The work is devoted to the search by Austrian politicians for ways to solve the national question through the federalization of a multinational empire in the 19th – early 20th centuries. The purpose and objectives of the study: the study of political and legal concepts devoted to the issues of federalization and the solution of the national question within the boundaries of a multinational state, which became widespread in European thought in the 19th – early 20th centuries. We use comparative legal, historical, comparative and system-structural me-thods. The use of these methods of cognition allows us to analyze and summarize the historical and legal material in detail, draw the necessary conclusions and identify ways to solve the identified problems within the framework of modern trends.
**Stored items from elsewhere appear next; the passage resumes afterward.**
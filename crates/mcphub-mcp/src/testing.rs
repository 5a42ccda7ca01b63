//! In-process test doubles: a channel-backed transport wired to a scripted
//! MCP server task.

use std::collections::{HashMap, HashSet};
use std::sync::atomic::{AtomicBool, Ordering};
use std::sync::Arc;

use async_trait::async_trait;
use futures::StreamExt;
use parking_lot::Mutex;
use serde_json::{json, Value};
use tokio::sync::{mpsc, oneshot};

use crate::error::TransportError;
use crate::transport::{MessageStream, Transport};

type Inbound = Result<String, TransportError>;

/// Transport whose far end is a task inside the test process.
pub(crate) struct ChannelTransport {
    to_server: Mutex<Option<mpsc::UnboundedSender<String>>>,
    to_client: mpsc::UnboundedSender<Inbound>,
    inbound: Mutex<Option<mpsc::UnboundedReceiver<Inbound>>>,
    shutdown_tx: Mutex<Option<oneshot::Sender<()>>>,
    shutdown_rx: Mutex<Option<oneshot::Receiver<()>>>,
    started: AtomicBool,
    connected: AtomicBool,
    fail_sends: AtomicBool,
}

impl ChannelTransport {
    fn new(
        to_server: mpsc::UnboundedSender<String>,
        to_client: mpsc::UnboundedSender<Inbound>,
        inbound: mpsc::UnboundedReceiver<Inbound>,
    ) -> Self {
        let (shutdown_tx, shutdown_rx) = oneshot::channel();
        Self {
            to_server: Mutex::new(Some(to_server)),
            to_client,
            inbound: Mutex::new(Some(inbound)),
            shutdown_tx: Mutex::new(Some(shutdown_tx)),
            shutdown_rx: Mutex::new(Some(shutdown_rx)),
            started: AtomicBool::new(false),
            connected: AtomicBool::new(false),
            fail_sends: AtomicBool::new(false),
        }
    }

    /// Make every following send fail.
    pub fn fail_sends(&self) {
        self.fail_sends.store(true, Ordering::SeqCst);
    }

    /// End the inbound stream as if the server closed the channel.
    pub fn hang_up(&self) {
        if let Some(tx) = self.shutdown_tx.lock().take() {
            let _ = tx.send(());
        }
    }

    /// Deliver a read error on the inbound stream.
    pub fn fail_reads(&self) {
        let _ = self.to_client.send(Err(TransportError::ConnectionClosed));
    }
}

#[async_trait]
impl Transport for ChannelTransport {
    async fn start(&self) -> Result<(), TransportError> {
        if self.started.swap(true, Ordering::SeqCst) {
            return Err(TransportError::AlreadyStarted);
        }
        self.connected.store(true, Ordering::SeqCst);
        Ok(())
    }

    async fn send(&self, message: &str) -> Result<(), TransportError> {
        if !self.is_connected() {
            return Err(TransportError::NotConnected);
        }
        if self.fail_sends.load(Ordering::SeqCst) {
            return Err(TransportError::WriteError(std::io::Error::from(
                std::io::ErrorKind::BrokenPipe,
            )));
        }

        let guard = self.to_server.lock();
        let sender = guard.as_ref().ok_or(TransportError::NotConnected)?;
        sender
            .send(message.to_string())
            .map_err(|_| TransportError::ConnectionClosed)
    }

    fn receive(&self) -> Result<MessageStream, TransportError> {
        let inbound = self.inbound.lock().take();
        let shutdown = self.shutdown_rx.lock().take();
        let (Some(inbound), Some(shutdown)) = (inbound, shutdown) else {
            return Err(TransportError::NotConnected);
        };

        let stream = futures::stream::unfold(inbound, |mut rx| async move {
            let item = rx.recv().await?;
            Some((item, rx))
        });
        Ok(stream.take_until(shutdown).boxed())
    }

    async fn close(&self) -> Result<(), TransportError> {
        self.connected.store(false, Ordering::SeqCst);
        self.to_server.lock().take();
        self.hang_up();
        Ok(())
    }

    fn is_connected(&self) -> bool {
        self.connected.load(Ordering::SeqCst)
    }
}

#[derive(Default)]
struct MockState {
    tools: Vec<Value>,
    /// `None` answers the list method with "method not found".
    resources: Option<Vec<Value>>,
    prompts: Option<Vec<Value>>,
    tools_only: bool,
    failing: HashSet<String>,
    page_size: Option<usize>,
    /// Number of upcoming requests per method left unanswered.
    stalled: HashMap<String, usize>,
    /// Tool call replies are buffered until this many are held.
    hold_calls: usize,
    held: Vec<Value>,
    received: Vec<Value>,
    outbound: Option<mpsc::UnboundedSender<Inbound>>,
}

fn error_reply(id: Value, code: i64, message: &str) -> Value {
    json!({"jsonrpc": "2.0", "id": id, "error": {"code": code, "message": message}})
}

impl MockState {
    fn page(&self, key: &str, items: &[Value], params: &Value) -> Value {
        let offset = params
            .get("cursor")
            .and_then(Value::as_str)
            .and_then(|c| c.parse::<usize>().ok())
            .unwrap_or(0);
        let size = self.page_size.unwrap_or(items.len().max(1));
        let end = (offset + size).min(items.len());

        let mut page = json!({ key: items[offset.min(end)..end] });
        if end < items.len() {
            page["nextCursor"] = json!(end.to_string());
        }
        page
    }

    /// Replies to send for `message`, in wire order.
    fn replies_for(&mut self, message: &Value) -> Vec<Value> {
        let method = message.get("method").and_then(Value::as_str).unwrap_or_default();
        if message.get("id").is_some() {
            if let Some(left) = self.stalled.get_mut(method).filter(|left| **left > 0) {
                *left -= 1;
                return Vec::new();
            }
        }

        let is_call = method == "tools/call";
        let Some(reply) = self.reply_to(message) else {
            return Vec::new();
        };
        if !is_call || self.hold_calls == 0 {
            return vec![reply];
        }

        self.held.push(reply);
        if self.held.len() < self.hold_calls {
            return Vec::new();
        }
        let mut held = std::mem::take(&mut self.held);
        held.reverse();
        held
    }

    fn reply_to(&self, message: &Value) -> Option<Value> {
        let id = message.get("id")?.clone();
        let method = message.get("method")?.as_str()?;
        let params = message.get("params").cloned().unwrap_or(Value::Null);

        if self.failing.contains(method) {
            return Some(error_reply(id, -32603, "internal failure"));
        }

        let result = match method {
            "initialize" => {
                let capabilities = if self.tools_only {
                    json!({"tools": {"listChanged": true}})
                } else {
                    json!({"tools": {"listChanged": true}, "resources": {}, "prompts": {}})
                };
                json!({
                    "protocolVersion": "2024-11-05",
                    "capabilities": capabilities,
                    "serverInfo": {"name": "mock-server", "version": "1.0.0"}
                })
            }
            "tools/list" => self.page("tools", &self.tools, &params),
            "resources/list" => match self.resources {
                Some(ref resources) => self.page("resources", resources, &params),
                None => return Some(error_reply(id, -32601, "Method not found")),
            },
            "prompts/list" => match self.prompts {
                Some(ref prompts) => self.page("prompts", prompts, &params),
                None => return Some(error_reply(id, -32601, "Method not found")),
            },
            "tools/call" => {
                let arguments = &params["arguments"];
                match params["name"].as_str().unwrap_or_default() {
                    "slow" => return None,
                    "say" => json!({"content": [{"type": "text", "text": arguments["text"]}]}),
                    "fail" => return Some(error_reply(id, -32000, "tool exploded")),
                    "flagged" => json!({"content": "bad input", "isError": true}),
                    "multi" => json!({"content": [
                        {"type": "text", "text": "first"},
                        {"type": "image", "data": "aGk=", "mimeType": "image/png"},
                        {"type": "text", "text": "last"}
                    ]}),
                    _ => json!({"content": "ok"}),
                }
            }
            "resources/read" => {
                let uri = params["uri"].as_str().unwrap_or_default();
                json!({"contents": [{"uri": uri, "text": format!("contents of {}", uri)}]})
            }
            "prompts/get" => {
                let name = params["arguments"]["name"].as_str().unwrap_or("stranger");
                json!({"messages": [
                    {"role": "user", "content": {"type": "text", "text": format!("Hello {}", name)}},
                    {"role": "assistant", "content": "How can I help?"}
                ]})
            }
            _ => return Some(error_reply(id, -32601, "Method not found")),
        };

        Some(json!({"jsonrpc": "2.0", "id": id, "result": result}))
    }
}

/// Scripted MCP server running as a task of the test runtime.
///
/// Tools answer by name: `say` echoes its `text` argument, `fail` returns a
/// JSON-RPC error, `flagged` sets `isError`, `multi` returns mixed content
/// blocks and `slow` never answers.
#[derive(Clone)]
pub(crate) struct MockServer {
    state: Arc<Mutex<MockState>>,
}

impl MockServer {
    pub fn new() -> Self {
        let state = MockState {
            resources: Some(Vec::new()),
            prompts: Some(Vec::new()),
            ..MockState::default()
        };
        Self {
            state: Arc::new(Mutex::new(state)),
        }
    }

    pub fn with_tool(self, name: &str, description: &str) -> Self {
        self.add_tool(name, description);
        self
    }

    pub fn with_resource(self, uri: &str, name: &str) -> Self {
        if let Some(ref mut resources) = self.state.lock().resources {
            resources.push(json!({"uri": uri, "name": name, "mimeType": "text/plain"}));
        }
        self
    }

    pub fn with_prompt(self, name: &str) -> Self {
        if let Some(ref mut prompts) = self.state.lock().prompts {
            prompts.push(json!({
                "name": name,
                "description": format!("The {} prompt", name),
                "arguments": [{"name": "name", "required": true}]
            }));
        }
        self
    }

    pub fn without_resources(self) -> Self {
        self.state.lock().resources = None;
        self
    }

    pub fn without_prompts(self) -> Self {
        self.state.lock().prompts = None;
        self
    }

    /// Advertise only the tools capability during the handshake.
    pub fn advertise_only_tools(self) -> Self {
        self.state.lock().tools_only = true;
        self
    }

    /// Answer `method` with an internal error.
    pub fn failing(self, method: &str) -> Self {
        self.state.lock().failing.insert(method.to_string());
        self
    }

    /// Hold tool call replies until `count` calls arrived, then answer them newest first.
    pub fn hold_calls(self, count: usize) -> Self {
        self.state.lock().hold_calls = count;
        self
    }

    /// Leave the next `count` requests for `method` unanswered.
    pub fn stall(&self, method: &str, count: usize) {
        self.state.lock().stalled.insert(method.to_string(), count);
    }

    pub fn with_page_size(self, size: usize) -> Self {
        self.state.lock().page_size = Some(size);
        self
    }

    pub fn add_tool(&self, name: &str, description: &str) {
        self.state.lock().tools.push(json!({
            "name": name,
            "description": description,
            "inputSchema": {"type": "object", "properties": {}}
        }));
    }

    /// Open a new session and return the client end of it.
    pub fn transport(&self) -> Arc<ChannelTransport> {
        let (to_server, mut requests) = mpsc::unbounded_channel::<String>();
        let (to_client, inbound) = mpsc::unbounded_channel::<Inbound>();
        self.state.lock().outbound = Some(to_client.clone());

        let state = Arc::clone(&self.state);
        let replies = to_client.clone();
        tokio::spawn(async move {
            while let Some(line) = requests.recv().await {
                let Ok(message) = serde_json::from_str::<Value>(&line) else {
                    continue;
                };
                let batch = {
                    let mut state = state.lock();
                    state.received.push(message.clone());
                    state.replies_for(&message)
                };
                for reply in batch {
                    if replies.send(Ok(reply.to_string())).is_err() {
                        return;
                    }
                }
            }
        });

        Arc::new(ChannelTransport::new(to_server, to_client, inbound))
    }

    /// Every message the server received, in order.
    pub fn received(&self) -> Vec<Value> {
        self.state.lock().received.clone()
    }

    /// Methods of the received requests and notifications, in order.
    pub fn received_methods(&self) -> Vec<String> {
        self.state
            .lock()
            .received
            .iter()
            .filter_map(|m| m.get("method").and_then(Value::as_str))
            .map(str::to_string)
            .collect()
    }

    /// The most recent request for `method`.
    pub fn last_request(&self, method: &str) -> Option<Value> {
        self.state
            .lock()
            .received
            .iter()
            .rev()
            .find(|m| m.get("method").and_then(Value::as_str) == Some(method))
            .cloned()
    }

    /// Send an arbitrary message to the current session.
    pub fn inject(&self, message: Value) {
        self.inject_raw(&message.to_string());
    }

    pub fn inject_raw(&self, frame: &str) {
        if let Some(ref outbound) = self.state.lock().outbound {
            let _ = outbound.send(Ok(frame.to_string()));
        }
    }

    /// Send a parameterless notification to the current session.
    pub fn notify(&self, method: &str) {
        self.inject(json!({"jsonrpc": "2.0", "method": method}));
    }
}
In the course of study, we analyze the concepts of reforming the Habsburg Empire by W. von Andrian-Werburg, L. von Lohner, O. Ostrozhinsky, A. Fischhof, A. Popovichi, K. Renner, O. Bauer, K. Luger, I. Seipel, G Lammash and other prominent representatives of the political and legal thought of Austria-Hungary. We consider various approaches to the process of federalization of the Austrian Empire from theological to ethnic-legal concepts. The data obtained can be used in further historical and legal research devoted to the study of the general problems of federalism and the peculiarities of the design of federalism in multinational state formations. We prove that the multinational empires that appeared in the Middle Ages, which were united mainly by the dynastic principle, faced with the problems of nationalism in modern times, had to respond to the challenges of their time. One of the ways to solve the problem was the transformation of empires on a federalist basis. However, the federalization of the Austrian Empire in the 19th – early 20th century did not happen due to the rejection of radical reform and the desire to “slow down” the processes of modernization of the empire, which became one of the main reasons for the collapse of the multinational state after the end of the First World War.